Well, the initial craziness of launching the ‘biz’ is over and it’s time to get back to my regularly scheduled programming.  I’m hoping to offer even more fun stuff now because I’ll have the chance to do contests and giveaways, as well as getting back into the more inspiring aspects of life (Welcome back creativity!  Enjoy your trip?)

Anyway, I’m really happy to have my guest bloggers back too.  Those quirky anecdotes and head nodding learnin’-type stuff is just what I need to feel normal again.  So say hello, again, to my guest blogger Morgan G today and check out her awesome recipe and tips for success on creating organic fertilizer in YOB (your own backyard).  Learn even more from her blog, grounded people.

Ps, this couldn’t come at a better time for me since I’m finally (finally!) learning to garden.  Goodbye expensive veggies, hello self-sufficiency.

And stop by tomorrow too, because Lauren Moss of MYD Studio is back to share a case study on sustainable architecture that is also focused on our ecosystem (including an amazing indoor greenhouse!).  This is a really good post, don’t miss it.

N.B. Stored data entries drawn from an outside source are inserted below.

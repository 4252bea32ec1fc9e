//! Retry utilities for flaky infrastructure calls.
//!
//! Used by the heartbeat loop and other background chores that talk to
//! the engine's backends and must ride out short outages.

use std::future::Future;
use std::time::Duration;
use tracing::{debug, warn};

/// Configuration for retry behavior.
#[derive(Debug, Clone)]
pub struct RetryConfig {
    /// Maximum number of retry attempts (not including the initial attempt).
    pub max_retries: u32,
    /// Base delay for exponential backoff (doubles each attempt).
    pub base_delay: Duration,
    /// Maximum delay between retries.
    pub max_delay: Duration,
    /// Operation name for logging.
    pub operation_name: String,
}

impl Default for RetryConfig {
    fn default() -> Self {
        Self {
            max_retries: 3,
            base_delay: Duration::from_millis(100),
            max_delay: Duration::from_secs(5),
            operation_name: "operation".to_string(),
        }
    }
}

impl RetryConfig {
    pub fn new(operation_name: impl Into<String>) -> Self {
        Self {
            operation_name: operation_name.into(),
            ..Default::default()
        }
    }

    pub fn with_max_retries(mut self, max_retries: u32) -> Self {
        self.max_retries = max_retries;
        self
    }

    pub fn with_base_delay(mut self, base_delay: Duration) -> Self {
        self.base_delay = base_delay;
        self
    }

    fn delay_for_attempt(&self, attempt: u32) -> Duration {
        let delay = self.base_delay.saturating_mul(2u32.pow(attempt.min(16)));
        delay.min(self.max_delay)
    }
}

/// Execute an async operation, retrying on error with backoff.
///
/// Returns the last error once the attempt budget is spent.
pub async fn retry_async<F, Fut, T, E>(config: &RetryConfig, operation: F) -> Result<T, E>
where
    F: Fn() -> Fut,
    Fut: Future<Output = Result<T, E>>,
    E: std::fmt::Display,
{
    let mut attempt = 0u32;

    loop {
        match operation().await {
            Ok(value) => return Ok(value),
            Err(e) if attempt < config.max_retries => {
                attempt += 1;
                let delay = config.delay_for_attempt(attempt);
                debug!(
                    "{} attempt {} failed, retrying in {:?}: {}",
                    config.operation_name, attempt, delay, e
                );
                tokio::time::sleep(delay).await;
            }
            Err(e) => return Err(e),
        }
    }
}

/// Suppresses log spam from a continuously failing background chore.
#[derive(Debug, Default)]
pub struct FailureTracker {
    consecutive_failures: u32,
    max_logged_failures: u32,
    suppressed: bool,
}

impl FailureTracker {
    pub fn new(max_logged_failures: u32) -> Self {
        Self {
            consecutive_failures: 0,
            max_logged_failures,
            suppressed: false,
        }
    }

    /// Record a successful operation (resets failure count).
    pub fn record_success(&mut self) {
        if self.consecutive_failures > 0 && self.suppressed {
            debug!(
                "Operation recovered after {} consecutive failures",
                self.consecutive_failures
            );
        }
        self.consecutive_failures = 0;
        self.suppressed = false;
    }

    /// Record a failed operation.
    ///
    /// Returns `true` if this failure should be logged (not suppressed).
    pub fn record_failure(&mut self) -> bool {
        self.consecutive_failures += 1;

        if self.consecutive_failures <= self.max_logged_failures {
            true
        } else if self.consecutive_failures == self.max_logged_failures + 1 {
            self.suppressed = true;
            warn!(
                "Suppressing further failure logs after {} consecutive failures",
                self.max_logged_failures
            );
            false
        } else {
            false
        }
    }

    pub fn failure_count(&self) -> u32 {
        self.consecutive_failures
    }
}

#[cfg(test)]
mod tests {
    use super::*;

    #[test]
    fn test_delay_doubles_then_caps() {
        let config = RetryConfig::new("test").with_base_delay(Duration::from_millis(100));

        assert_eq!(config.delay_for_attempt(1), Duration::from_millis(200));
        assert_eq!(config.delay_for_attempt(2), Duration::from_millis(400));
        assert_eq!(config.delay_for_attempt(20), Duration::from_secs(5));
    }

    #[test]
    fn test_failure_tracker_suppression() {
        let mut tracker = FailureTracker::new(2);

        assert!(tracker.record_failure());
        assert!(tracker.record_failure());
        assert!(!tracker.record_failure());
        assert!(!tracker.record_failure());

        tracker.record_success();
        assert_eq!(tracker.failure_count(), 0);
        assert!(tracker.record_failure());
    }

    #[tokio::test]
    async fn test_retry_async_eventual_success() {
        let config = RetryConfig::new("test").with_base_delay(Duration::from_millis(1));
        let call_count = std::sync::atomic::AtomicU32::new(0);

        let result = retry_async(&config, || {
            let count = call_count.fetch_add(1, std::sync::atomic::Ordering::SeqCst);
            async move {
                if count < 2 {
                    Err("transient error")
                } else {
                    Ok(42)
                }
            }
        })
        .await;

        assert_eq!(result, Ok(42));
        assert_eq!(call_count.load(std::sync::atomic::Ordering::SeqCst), 3);
    }

    #[tokio::test]
    async fn test_retry_async_exhausts_budget() {
        let config = RetryConfig::new("test")
            .with_base_delay(Duration::from_millis(1))
            .with_max_retries(2);

        let result: Result<(), &str> = retry_async(&config, || async { Err("down") }).await;
        assert_eq!(result, Err("down"));
    }
}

Homemade Organic Pre-plant Fertilizer for Veggies!

Leave it up to Pat Welsh, the author of my most favorite gardening book, Pat Welsh’s Southern California Organic Gardening, to combine two of my passions – cooking and gardening. I follow Pat’s Pre-plant Veggie Fertilizer recipe to give my precious veggies their best chance at life before, well, I devour them.


Don’t be alarmed by the ingredients list! Any gardening shoppe or nursery worth it’s garden gnomes will carry these items. If yours doesn’t, you need to find a new place to shop anyway.



The Recipe
2 cups of blood meal or 4 cups of alfalfa pellets, feather meal or seed meal
2 cups of fishbone meal, soft rock phosphate or high-phosphate guano (that’s right, guano)
1 cup naturally mined gypsum
1 cup kelp meal
1/2 cup Sul-Po-Mag (0-0-22)
1 cup humic acid powder or pellets

Be sure to wear gloves when mixing and water well after use. Light feeders like carrots will use four quarts for every 100 square feet, while heavy eaters like corn will need 6 quarts per 100 square feet. You want to work the mix into the top 6 inches of soil.



A note from me: If you are vegan, ix-nay on the blood, fish and bone meal-ay as these products don’t fit your dietary requirements. You can prepare your soil or a raised bed with compost from your kitchen scraps.

A note from Pat: Be aware that blood meal, feather meal, alfalfa pellets and seed meals may attract animals when left lying on the ground and not worked into the soil.

Another note from me: Listen to Pat. I didn’t work the soil down far enough and my freshly prepared barrel was ravaged by a ridiculously cute dog. Sigh. I had to start over and, this time, I covered the barrel with a few towels and waited a day or two to let the fresh smell die down.

Happy Gardening!

ideas-a-brewing

Some say that there is no such things as a new idea, that everything is just a remake of something that has already been done.  While that’s a little pessimistic, it’s at least partly true.  I like to think I have lots of ideas floating around in my brain.  Little bits and pieces waiting to be gathered up and formed into a solid idea.  But how did they get in there in the first place?  Inspiration.  I’m inspired by a lot of things; nature, people’s actions, the tiniest details on ordinary things.  But if you think about it, creating something based on something else is, well, a version of copying.

In the world of design we are constantly updating, tweaking and improving upon the last best thing.  It’s probably why so much of design is either classified as classic or trendy – we accept classic for staying  the same and we like trends because they’re new and exciting…for awhile.  Then we get tired of seeing thousands of versions of the same thing and we move on.  A constant cycle.

I’m okay with this.  I actually like the idea of things being related to one another.  Sure, we can never reinvent the telephone.  But look how far we’ve been able to take it?  And you know what?  The first one is still beautiful.  That was truly good design.  Speaking of phones, I want to share something that inspired me to think outside the light box.  LED lights installed in the earpiece of these vintage phones create a fun and unique light fixture, not to mention some truly ambient light.

photo from Australian Vogue Winter 2010

I’m not rushing to make my own phone lamp wall but I am storing this image away for a rainy day when something else comes along and makes me think of how I felt when I first saw this….hmmm, what could I do with that?